- _Activity_: Beginning with the first line of the data below, reproduce every line unchanged, ending with the line that holds "use std::sync::Arc;".

----

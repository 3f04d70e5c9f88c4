//! Responders: handlers that turn conversation state into the next assistant turn
//!
//! Responders never touch the thread. They read a [`ConversationState`] and
//! return a [`Reply`]; the state machine appends it.

mod conversation;
mod single_shot;

pub use conversation::ConversationResponder;
pub use single_shot::SingleShotResponder;

use crate::llm::{LlmError, LlmMessage, LlmRequest, LlmResponse, LlmService, SystemContent};
use crate::router::RouteDecision;
use crate::thread::{ConversationState, Role, Turn};
use crate::tools::{ToolError, ToolInvocation};
use async_trait::async_trait;
use std::sync::Arc;
use std::time::Duration;
use thiserror::Error;

pub const DEFAULT_MAX_TOOL_ROUND_TRIPS: usize = 4;
pub const DEFAULT_CALL_TIMEOUT: Duration = Duration::from_secs(120);

/// Output of one responder run
#[derive(Debug, Clone, PartialEq)]
pub struct Reply {
    pub route: RouteDecision,
    pub content: String,
    /// Tool calls made while producing the reply, in call order
    pub tool_invocations: Vec<ToolInvocation>,
}

impl Reply {
    pub fn text(route: RouteDecision, content: impl Into<String>) -> Self {
        Self {
            route,
            content: content.into(),
            tool_invocations: Vec::new(),
        }
    }
}

/// Responder failure
#[derive(Debug, Error)]
pub enum ResponderError {
    #[error("thread has no user turn to respond to")]
    NoUserTurn,
    #[error(transparent)]
    Tool(#[from] ToolError),
    #[error("responder model failed: {0}")]
    Upstream(#[from] LlmError),
    #[error("{stage} timed out after {after:?}")]
    Timeout { stage: String, after: Duration },
}

/// Bounds applied to every responder run
#[derive(Debug, Clone, Copy, PartialEq, Eq)]
pub struct ResponderLimits {
    /// Model rounds that may request tools before a tool-less final request
    pub max_tool_round_trips: usize,
    /// Applied to each model call and each tool call separately
    pub call_timeout: Duration,
}

impl Default for ResponderLimits {
    fn default() -> Self {
        Self {
            max_tool_round_trips: DEFAULT_MAX_TOOL_ROUND_TRIPS,
            call_timeout: DEFAULT_CALL_TIMEOUT,
        }
    }
}

#[async_trait]
pub trait Responder: Send + Sync {
    /// Category this responder serves
    fn route(&self) -> RouteDecision;

    async fn respond(&self, state: &ConversationState) -> Result<Reply, ResponderError>;
}

/// One responder per route
#[derive(Clone)]
pub struct ResponderSet {
    conversation: Arc<dyn Responder>,
    coding: Arc<dyn Responder>,
    story: Arc<dyn Responder>,
}

impl ResponderSet {
    pub fn new(
        conversation: Arc<dyn Responder>,
        coding: Arc<dyn Responder>,
        story: Arc<dyn Responder>,
    ) -> Self {
        Self {
            conversation,
            coding,
            story,
        }
    }

    pub fn for_route(&self, route: RouteDecision) -> &dyn Responder {
        match route {
            RouteDecision::Conversation => self.conversation.as_ref(),
            RouteDecision::HelpWithCoding => self.coding.as_ref(),
            RouteDecision::TellAStory => self.story.as_ref(),
        }
    }
}

/// Map thread turns onto model messages.
///
/// System turns are returned separately since they belong in the system
/// prompt rather than the message list.
pub(crate) fn history_messages(turns: &[Turn]) -> (Vec<SystemContent>, Vec<LlmMessage>) {
    let mut system = Vec::new();
    let mut messages = Vec::with_capacity(turns.len());
    for turn in turns {
        match turn.role() {
            Role::System => system.push(SystemContent::new(turn.content())),
            Role::User => messages.push(LlmMessage::user(turn.content())),
            Role::Assistant => messages.push(LlmMessage::assistant(turn.content())),
            Role::Tool => messages.push(LlmMessage::tool(turn.content())),
        }
    }
    (system, messages)
}

/// Run one model call under a deadline
pub(crate) async fn complete_within(
    llm: &dyn LlmService,
    request: &LlmRequest,
    limit: Duration,
) -> Result<LlmResponse, ResponderError> {
    match tokio::time::timeout(limit, llm.complete(request)).await {
        Ok(result) => Ok(result?),
        Err(_) => Err(ResponderError::Timeout {
            stage: format!("model {}", llm.model_id()),
            after: limit,
        }),
    }
}
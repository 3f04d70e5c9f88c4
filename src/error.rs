//! Caller-facing error taxonomy

use crate::checkpoint::CheckpointError;
use crate::compactor::CompactionError;
use crate::llm::LlmError;
use crate::responder::ResponderError;
use crate::router::RouteError;
use crate::state_machine::TransitionError;
use crate::tools::ToolError;
use std::time::Duration;
use thiserror::Error;

/// Everything `ask` can fail with. No variant leaves a partially updated
/// thread behind: state is only saved after a turn completes.
#[derive(Debug, Error)]
pub enum EngineError {
    #[error("user input is empty")]
    EmptyInput,

    #[error("router answered {raw:?}, which is not a known category")]
    Unroutable { raw: String },

    #[error("invalid arguments for tool {tool}: {reason}")]
    InvalidToolArguments { tool: String, reason: String },

    #[error("tool failed: {0}")]
    Tool(ToolError),

    #[error("upstream model error: {0}")]
    UpstreamModel(#[from] LlmError),

    #[error("compaction failed: {0}")]
    Compaction(CompactionError),

    #[error("checkpoint store error: {0}")]
    Checkpoint(#[from] CheckpointError),

    #[error("{stage} timed out after {after:?}")]
    Timeout { stage: String, after: Duration },

    #[error("internal state machine error: {0}")]
    Transition(String),

    #[error("internal error: {0}")]
    Internal(String),
}

impl From<ToolError> for EngineError {
    fn from(error: ToolError) -> Self {
        match error {
            ToolError::InvalidArguments { tool, reason } => {
                EngineError::InvalidToolArguments { tool, reason }
            }
            other => EngineError::Tool(other),
        }
    }
}

impl From<RouteError> for EngineError {
    fn from(error: RouteError) -> Self {
        match error {
            RouteError::Unroutable { raw } => EngineError::Unroutable { raw },
            RouteError::Upstream(e) => EngineError::UpstreamModel(e),
            missing @ RouteError::NoUserTurn => EngineError::Internal(missing.to_string()),
        }
    }
}

impl From<ResponderError> for EngineError {
    fn from(error: ResponderError) -> Self {
        match error {
            ResponderError::Tool(e) => e.into(),
            ResponderError::Upstream(e) => EngineError::UpstreamModel(e),
            ResponderError::Timeout { stage, after } => EngineError::Timeout { stage, after },
            missing @ ResponderError::NoUserTurn => EngineError::Internal(missing.to_string()),
        }
    }
}

impl From<CompactionError> for EngineError {
    fn from(error: CompactionError) -> Self {
        EngineError::Compaction(error)
    }
}

impl From<TransitionError> for EngineError {
    fn from(error: TransitionError) -> Self {
        match error {
            TransitionError::EmptyInput => EngineError::EmptyInput,
            TransitionError::InvalidTransition(msg) => EngineError::Transition(msg),
        }
    }
}
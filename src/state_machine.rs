//! Per-turn orchestration state machine
//!
//! Implements the Elm Architecture pattern with pure state transitions. The
//! orchestrator performs each [`Effect`] and feeds the outcome back in as an
//! [`Event`]; nothing in this module does I/O.

mod effect;
mod event;
mod state;
mod transition;

#[cfg(test)]
mod proptests;

pub use effect::Effect;
pub use event::Event;
pub use state::{Phase, TurnContext};
pub use transition::{begin, transition, TransitionError, TransitionResult};
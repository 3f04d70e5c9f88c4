//! Parley - a conversational orchestration engine
//!
//! Each user turn is routed to one of three responders (conversation with
//! tools, coding help, storytelling), answered, and appended to a per-thread
//! history that is compacted into a running summary once it grows past a
//! threshold. Threads are checkpointed so they can be resumed by id.

pub mod checkpoint;
pub mod compactor;
pub mod config;
pub mod error;
pub mod llm;
pub mod orchestrator;
pub mod policy;
pub mod prompts;
pub mod responder;
pub mod router;
pub mod state_machine;
pub mod thread;
pub mod tools;

#[cfg(test)]
mod testing;

pub use checkpoint::{CheckpointStore, InMemoryCheckpointStore};
pub use config::EngineConfig;
pub use error::EngineError;
pub use orchestrator::{Orchestrator, TurnOutcome};
pub use router::RouteDecision;
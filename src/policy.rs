//! Continuation policy: whether a finished turn triggers compaction
//!
//! Purely count-based. No model call.

use crate::thread::ConversationState;

/// Default number of turns a thread may hold before it is compacted
pub const DEFAULT_SUMMARIZE_AFTER: usize = 6;

#[derive(Debug, Clone, Copy, PartialEq, Eq)]
pub struct ContinuationPolicy {
    threshold: usize,
}

impl Default for ContinuationPolicy {
    fn default() -> Self {
        Self::new(DEFAULT_SUMMARIZE_AFTER)
    }
}

impl ContinuationPolicy {
    pub fn new(threshold: usize) -> Self {
        Self { threshold }
    }

    pub fn threshold(self) -> usize {
        self.threshold
    }

    /// True once the thread holds more turns than the threshold
    pub fn should_summarize(self, state: &ConversationState) -> bool {
        state.len() > self.threshold
    }
}
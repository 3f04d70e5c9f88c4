//! Outcomes fed back into the state machine

use crate::responder::Reply;
use crate::router::RouteDecision;
use crate::thread::Compaction;

#[derive(Debug, Clone, PartialEq)]
pub enum Event {
    Routed { route: RouteDecision },
    Responded { reply: Reply },
    Compacted { compaction: Compaction },
}
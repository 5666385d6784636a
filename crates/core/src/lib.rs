// Meili Core - Domain Logic & Ports
// NO infrastructure dependencies (ADR-001: Hexagonal Architecture)

pub mod application;
pub mod domain;
pub mod error;
pub mod port;

pub use error::{ApiError, AppError, Result};

pub const VERSION: &str = env!("CARGO_PKG_VERSION");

----

- _Response below_:
repository 3f04d70e5c9f88c4
//! Responders: handlers that turn conversation state into the next assistant turn
//!
//! Responders never touch the thread. They read a [`ConversationState`] and
//! return a [`Reply`]; the state machine appends it.

mod conversation;
mod single_shot;

pub use conversation::ConversationResponder;
pub use single_shot::SingleShotResponder;

use crate::llm::{LlmError, LlmMessage, LlmRequest, LlmResponse, LlmService, SystemContent};
use crate::router::RouteDecision;
use crate::thread::{ConversationState, Role, Turn};
use crate::tools::{ToolError, ToolInvocation};
use async_trait::async_trait;
use std::sync::Arc;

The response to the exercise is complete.